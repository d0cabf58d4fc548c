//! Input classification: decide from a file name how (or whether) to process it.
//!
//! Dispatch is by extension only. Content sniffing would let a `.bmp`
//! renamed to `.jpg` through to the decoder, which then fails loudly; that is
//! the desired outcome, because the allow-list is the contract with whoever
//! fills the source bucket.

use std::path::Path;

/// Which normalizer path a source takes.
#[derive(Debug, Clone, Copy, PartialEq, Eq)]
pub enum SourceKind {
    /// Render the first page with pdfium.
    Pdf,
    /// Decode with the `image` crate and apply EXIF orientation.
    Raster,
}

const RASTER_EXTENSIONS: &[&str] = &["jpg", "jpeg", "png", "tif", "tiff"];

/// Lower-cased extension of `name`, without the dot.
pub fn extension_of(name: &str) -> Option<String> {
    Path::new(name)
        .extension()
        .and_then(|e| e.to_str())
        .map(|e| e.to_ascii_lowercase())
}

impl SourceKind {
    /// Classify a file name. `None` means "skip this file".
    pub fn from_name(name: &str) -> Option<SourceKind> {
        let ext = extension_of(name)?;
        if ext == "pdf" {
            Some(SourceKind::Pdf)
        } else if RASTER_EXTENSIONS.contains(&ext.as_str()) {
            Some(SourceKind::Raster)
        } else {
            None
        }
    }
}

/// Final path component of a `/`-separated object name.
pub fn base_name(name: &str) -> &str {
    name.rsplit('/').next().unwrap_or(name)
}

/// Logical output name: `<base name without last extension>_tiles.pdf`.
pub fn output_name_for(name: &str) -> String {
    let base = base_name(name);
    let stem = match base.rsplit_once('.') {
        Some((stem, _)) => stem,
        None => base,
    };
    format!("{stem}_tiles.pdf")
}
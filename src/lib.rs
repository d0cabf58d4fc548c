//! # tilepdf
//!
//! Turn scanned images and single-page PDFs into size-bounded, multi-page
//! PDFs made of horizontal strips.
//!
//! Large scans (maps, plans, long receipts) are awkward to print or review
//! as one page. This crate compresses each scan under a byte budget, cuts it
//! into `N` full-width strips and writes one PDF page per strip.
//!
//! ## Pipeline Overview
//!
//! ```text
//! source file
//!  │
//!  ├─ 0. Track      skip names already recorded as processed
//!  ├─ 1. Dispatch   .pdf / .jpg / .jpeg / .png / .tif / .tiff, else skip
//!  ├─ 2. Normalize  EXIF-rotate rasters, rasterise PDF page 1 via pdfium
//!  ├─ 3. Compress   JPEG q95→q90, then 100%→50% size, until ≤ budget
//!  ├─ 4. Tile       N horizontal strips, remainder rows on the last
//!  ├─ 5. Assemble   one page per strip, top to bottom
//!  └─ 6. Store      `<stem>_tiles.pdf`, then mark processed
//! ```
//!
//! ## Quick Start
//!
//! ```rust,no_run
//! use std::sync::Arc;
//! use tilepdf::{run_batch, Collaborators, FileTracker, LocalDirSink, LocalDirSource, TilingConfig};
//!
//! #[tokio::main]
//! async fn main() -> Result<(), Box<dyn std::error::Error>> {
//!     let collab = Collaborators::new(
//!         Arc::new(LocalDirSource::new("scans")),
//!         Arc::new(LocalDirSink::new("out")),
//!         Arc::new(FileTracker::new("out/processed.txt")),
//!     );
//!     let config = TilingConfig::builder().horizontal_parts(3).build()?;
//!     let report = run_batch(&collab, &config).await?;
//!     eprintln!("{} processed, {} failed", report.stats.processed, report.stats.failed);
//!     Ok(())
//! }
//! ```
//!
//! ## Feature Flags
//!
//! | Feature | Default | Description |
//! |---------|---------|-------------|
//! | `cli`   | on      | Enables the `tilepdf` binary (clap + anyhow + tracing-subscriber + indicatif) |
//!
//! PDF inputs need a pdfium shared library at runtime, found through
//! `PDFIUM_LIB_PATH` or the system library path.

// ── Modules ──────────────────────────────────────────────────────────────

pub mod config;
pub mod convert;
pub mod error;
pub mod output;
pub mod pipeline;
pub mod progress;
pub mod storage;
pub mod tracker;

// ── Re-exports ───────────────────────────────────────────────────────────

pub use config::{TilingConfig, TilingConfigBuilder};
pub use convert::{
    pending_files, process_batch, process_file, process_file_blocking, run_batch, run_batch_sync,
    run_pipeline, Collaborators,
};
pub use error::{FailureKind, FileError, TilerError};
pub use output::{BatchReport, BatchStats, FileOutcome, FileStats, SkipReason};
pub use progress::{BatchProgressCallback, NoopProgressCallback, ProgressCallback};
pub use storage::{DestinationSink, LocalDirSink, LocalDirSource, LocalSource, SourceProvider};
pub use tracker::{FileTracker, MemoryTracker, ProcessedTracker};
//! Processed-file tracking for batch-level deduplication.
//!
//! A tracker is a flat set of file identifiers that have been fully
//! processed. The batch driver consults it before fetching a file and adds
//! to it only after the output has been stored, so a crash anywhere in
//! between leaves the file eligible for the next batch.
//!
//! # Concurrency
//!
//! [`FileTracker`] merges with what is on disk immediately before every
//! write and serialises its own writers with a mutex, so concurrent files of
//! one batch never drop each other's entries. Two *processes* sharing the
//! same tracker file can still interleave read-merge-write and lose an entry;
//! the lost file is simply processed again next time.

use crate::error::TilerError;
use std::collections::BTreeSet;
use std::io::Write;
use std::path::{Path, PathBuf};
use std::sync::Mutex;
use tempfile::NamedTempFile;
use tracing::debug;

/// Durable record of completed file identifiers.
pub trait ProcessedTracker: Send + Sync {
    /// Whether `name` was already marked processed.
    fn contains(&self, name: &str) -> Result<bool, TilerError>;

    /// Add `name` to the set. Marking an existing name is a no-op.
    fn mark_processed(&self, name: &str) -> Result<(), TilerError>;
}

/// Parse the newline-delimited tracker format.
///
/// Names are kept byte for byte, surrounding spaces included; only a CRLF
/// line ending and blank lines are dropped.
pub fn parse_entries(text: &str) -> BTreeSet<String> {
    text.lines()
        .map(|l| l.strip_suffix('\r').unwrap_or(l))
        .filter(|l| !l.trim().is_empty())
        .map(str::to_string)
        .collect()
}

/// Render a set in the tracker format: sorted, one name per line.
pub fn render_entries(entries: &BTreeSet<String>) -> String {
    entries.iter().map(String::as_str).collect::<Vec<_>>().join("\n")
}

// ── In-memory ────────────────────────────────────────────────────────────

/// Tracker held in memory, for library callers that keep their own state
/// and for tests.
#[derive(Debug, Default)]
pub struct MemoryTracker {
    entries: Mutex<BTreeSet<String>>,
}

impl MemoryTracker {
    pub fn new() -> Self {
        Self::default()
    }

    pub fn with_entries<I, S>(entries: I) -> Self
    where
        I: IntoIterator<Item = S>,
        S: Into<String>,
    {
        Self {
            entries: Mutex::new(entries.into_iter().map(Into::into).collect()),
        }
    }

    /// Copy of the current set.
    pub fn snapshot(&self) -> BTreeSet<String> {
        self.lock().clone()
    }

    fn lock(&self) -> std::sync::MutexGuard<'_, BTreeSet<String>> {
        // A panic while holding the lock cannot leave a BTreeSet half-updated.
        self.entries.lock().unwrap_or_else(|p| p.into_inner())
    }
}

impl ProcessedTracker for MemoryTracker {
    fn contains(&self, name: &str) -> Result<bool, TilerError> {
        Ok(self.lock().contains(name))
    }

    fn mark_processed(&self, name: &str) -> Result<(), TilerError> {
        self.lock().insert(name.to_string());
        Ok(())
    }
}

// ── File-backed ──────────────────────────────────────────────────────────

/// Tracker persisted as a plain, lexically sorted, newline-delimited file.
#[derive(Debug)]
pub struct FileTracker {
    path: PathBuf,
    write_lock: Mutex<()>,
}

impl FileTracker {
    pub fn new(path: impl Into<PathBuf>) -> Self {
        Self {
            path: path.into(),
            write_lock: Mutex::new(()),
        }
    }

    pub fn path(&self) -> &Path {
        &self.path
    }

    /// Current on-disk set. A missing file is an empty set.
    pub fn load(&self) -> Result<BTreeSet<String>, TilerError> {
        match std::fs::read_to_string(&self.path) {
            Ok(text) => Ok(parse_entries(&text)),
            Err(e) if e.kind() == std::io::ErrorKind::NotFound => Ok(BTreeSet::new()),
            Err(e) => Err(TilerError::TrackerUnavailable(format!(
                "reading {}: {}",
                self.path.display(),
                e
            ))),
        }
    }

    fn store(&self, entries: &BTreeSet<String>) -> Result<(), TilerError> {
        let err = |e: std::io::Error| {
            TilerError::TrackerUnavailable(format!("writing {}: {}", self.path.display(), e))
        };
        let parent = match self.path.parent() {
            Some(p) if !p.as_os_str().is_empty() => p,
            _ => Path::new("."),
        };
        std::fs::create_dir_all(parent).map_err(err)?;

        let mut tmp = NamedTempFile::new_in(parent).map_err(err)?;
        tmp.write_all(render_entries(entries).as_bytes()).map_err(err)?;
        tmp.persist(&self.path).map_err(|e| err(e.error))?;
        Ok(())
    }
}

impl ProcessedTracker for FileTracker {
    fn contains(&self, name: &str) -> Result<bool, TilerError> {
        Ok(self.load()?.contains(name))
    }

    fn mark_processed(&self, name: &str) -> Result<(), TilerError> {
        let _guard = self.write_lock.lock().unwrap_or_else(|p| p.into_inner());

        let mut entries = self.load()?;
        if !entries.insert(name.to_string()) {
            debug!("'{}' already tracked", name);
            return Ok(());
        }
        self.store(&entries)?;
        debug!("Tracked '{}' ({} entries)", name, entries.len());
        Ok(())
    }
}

TASK: Please say how many lines of the listing hold the string "LocalDirSink", answering with the number alone.

RESPONSE AREA: 3